Despite the very promising results obtained by our proposed approach, our study still has some major limitations. The most important one is that we used a single dataset for our analysis due to the lack of publicly available data that deal with a similar problem. Moreover, the dataset was limited in size because of sanitary restrictions caused by the COVID-19 pandemic, which might limit the generalization capacities of our method. Finally, it is currently not possible to compare our results to other studies due to the lack of past research working on a similar problem.

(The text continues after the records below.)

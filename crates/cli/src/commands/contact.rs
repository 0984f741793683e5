//! Contact form command.

use gtm_shop_storefront::error::AppError;
use gtm_shop_storefront::models::ContactMessage;
use gtm_shop_storefront::state::AppState;

/// Validate and store a contact message.
///
/// # Errors
///
/// Returns `AppError::Field` if a field is blank or the email is malformed,
/// or `AppError::Database` if the backend fails.
pub async fn send(
    state: &AppState,
    name: &str,
    email: &str,
    subject: &str,
    message: &str,
) -> Result<(), AppError> {
    let message = ContactMessage::new(name, email, subject, message)?;
    state.contact()?.create(&message).await?;
    println!("Thanks {}, we'll get back to you soon", message.name);
    Ok(())
}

Future works will focus on increasing the amount of data used for such a study. This will first accomplished by resuming and extending the data acquisition campaign in real conditions that were interrupted by the COVID-19 pandemic. Alternative approaches based on acquiring synthetic data using simulators will also be tested, as they provide a relatively cost-effective way to acquire additional data that could be used to boost the generalization capacity of our trained classifiers [
55,
56,
57]. Finally, additional unobtrusive sensor-monitoring physiological modalities such as the HR or RR [
47] will be considered in future studies.